À l'époque, Malraux avait déjà créé chez Gallimard une collection intitulée : « Mémoires révélateurs », dont trois volumes (l'essentiel de cette collection qui comptera seulement quatre titres) paraissent durant cette année 1930 – ce qui explique à la fois que l'on ait pensé au jeune écrivain pour une telle biographie et que celui-ci ait refusé un projet concurrent de sa propre collection. Toutefois, la boutade de Malraux prend, rétrospectivement, une toute autre dimension. Car, en 1965, Malraux est à son tour devenu un « homme illustre ». Le moment est venu pour lui de raconter sa vie : il s'agira des Antimémoires, publiés deux ans plus tard. Suivront cinq autres textes : en 1971, Les Chênes qu'on abat…, consacrés au dernier entretien de Malraux avec le général de Gaulle. Deux ans plus tard, Roi, je t'attends à Babylone…, où surgit de façon inattendue la figure d'Alexandre le Grand. En mars 1974, La Tête d'obsidienne, longue visite des ateliers de Picasso. Au mois d'octobre de la même année, Lazare, journal d'hospitalisation que l'écrivain entreprit lors de son séjour à la Salpêtrière en novembre 1972. Enfin, en octobre 1975, Hôtes de passages, formé de Roi, je t'attends à Babylone… et de deux nouveaux récits mettant en scène Léopold Sédar Senghor, pour le premier, et un personnage imaginaire nommé Max Torrès, pour le second.
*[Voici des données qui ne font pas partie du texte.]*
//! Shared engine status for external observation.
//!
//! The engine updates this state; control surfaces read it without taking
//! the engine lock.

use std::sync::atomic::{AtomicBool, Ordering};

use serde::Serialize;

use crate::schedule::SunEvent;

/// Lock-free view of the engine's lifecycle flags.
///
/// Uses atomics so observers never contend with the tick thread.
#[derive(Debug, Default)]
pub(crate) struct SharedStatus {
    running: AtomicBool,
    paused: AtomicBool,
    scheduled: AtomicBool,
}

impl SharedStatus {
    pub(crate) fn is_running(&self) -> bool {
        self.running.load(Ordering::Relaxed)
    }

    pub(crate) fn is_paused(&self) -> bool {
        self.paused.load(Ordering::Relaxed)
    }

    pub(crate) fn is_scheduled(&self) -> bool {
        self.scheduled.load(Ordering::Relaxed)
    }

    pub(crate) fn set_running(&self, value: bool) {
        self.running.store(value, Ordering::Relaxed);
    }

    pub(crate) fn set_paused(&self, value: bool) {
        self.paused.store(value, Ordering::Relaxed);
    }

    pub(crate) fn set_scheduled(&self, value: bool) {
        self.scheduled.store(value, Ordering::Relaxed);
    }
}

/// A snapshot of the engine's observable state for control surfaces.
///
/// Serializes directly as the status reply of an external control endpoint.
#[derive(Debug, Clone, PartialEq, Serialize)]
pub struct StatusSnapshot {
    /// Whether the periodic driver is ticking.
    pub running: bool,
    /// Whether the show is paused (resumable without re-init).
    pub paused: bool,
    /// Whether the day/night auto-scheduler is armed.
    pub scheduled: bool,
    /// Name of the active program, if one is selected.
    pub program: Option<String>,
    /// The next day/night boundary, when scheduled.
    pub next_event: Option<SunEvent>,
}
Les différents volumes de ce qui s'intitule, à partir de 1974, Le Miroir des limbes ne forment cependant pas le récit d'une « existence curieuse ». Malraux est à l'époque l'un des écrivains dont la biographie est la mieux connue du grand public (même s'il flotte autour d'elle un parfum de légende) et le représentant le plus emblématique d'une veine épique ayant bénéficié, depuis le xixe siècle, de l'essor du roman puis, après la Première Guerre mondiale, de la politisation de l'art. Écrivain combattant, l'auteur de La Condition humaine est aussi célèbre pour ses prises de position publiques que pour les aphorismes dont usent ses personnages et qui forment une vulgate malrucienne déjà solidement établie à l'époque. Cette propension aux formules brillantes, aux dialogues entre intellectuels et hommes d'action ou aux situations manichéennes confère à ses textes une dimension idéologique et métaphysique que les critiques se sont très tôt attachés à commenter. Si, en 1967, la vie de l'écrivain, ministre chargé des Affaires culturelles, est donc trop officielle pour apparaître « curieuse », l'oeuvre qu'il publie à cette date ne manque toutefois pas de surprendre le public. Le titre, Antimémoires, vaut avertissement.


 

[1] Lettre du fonds « Jean Paulhan », correspondance André Malraux-Jean Paulhan, cote : PLH, à l'IMEC (Institut Mémoires de l'édition contemporaine).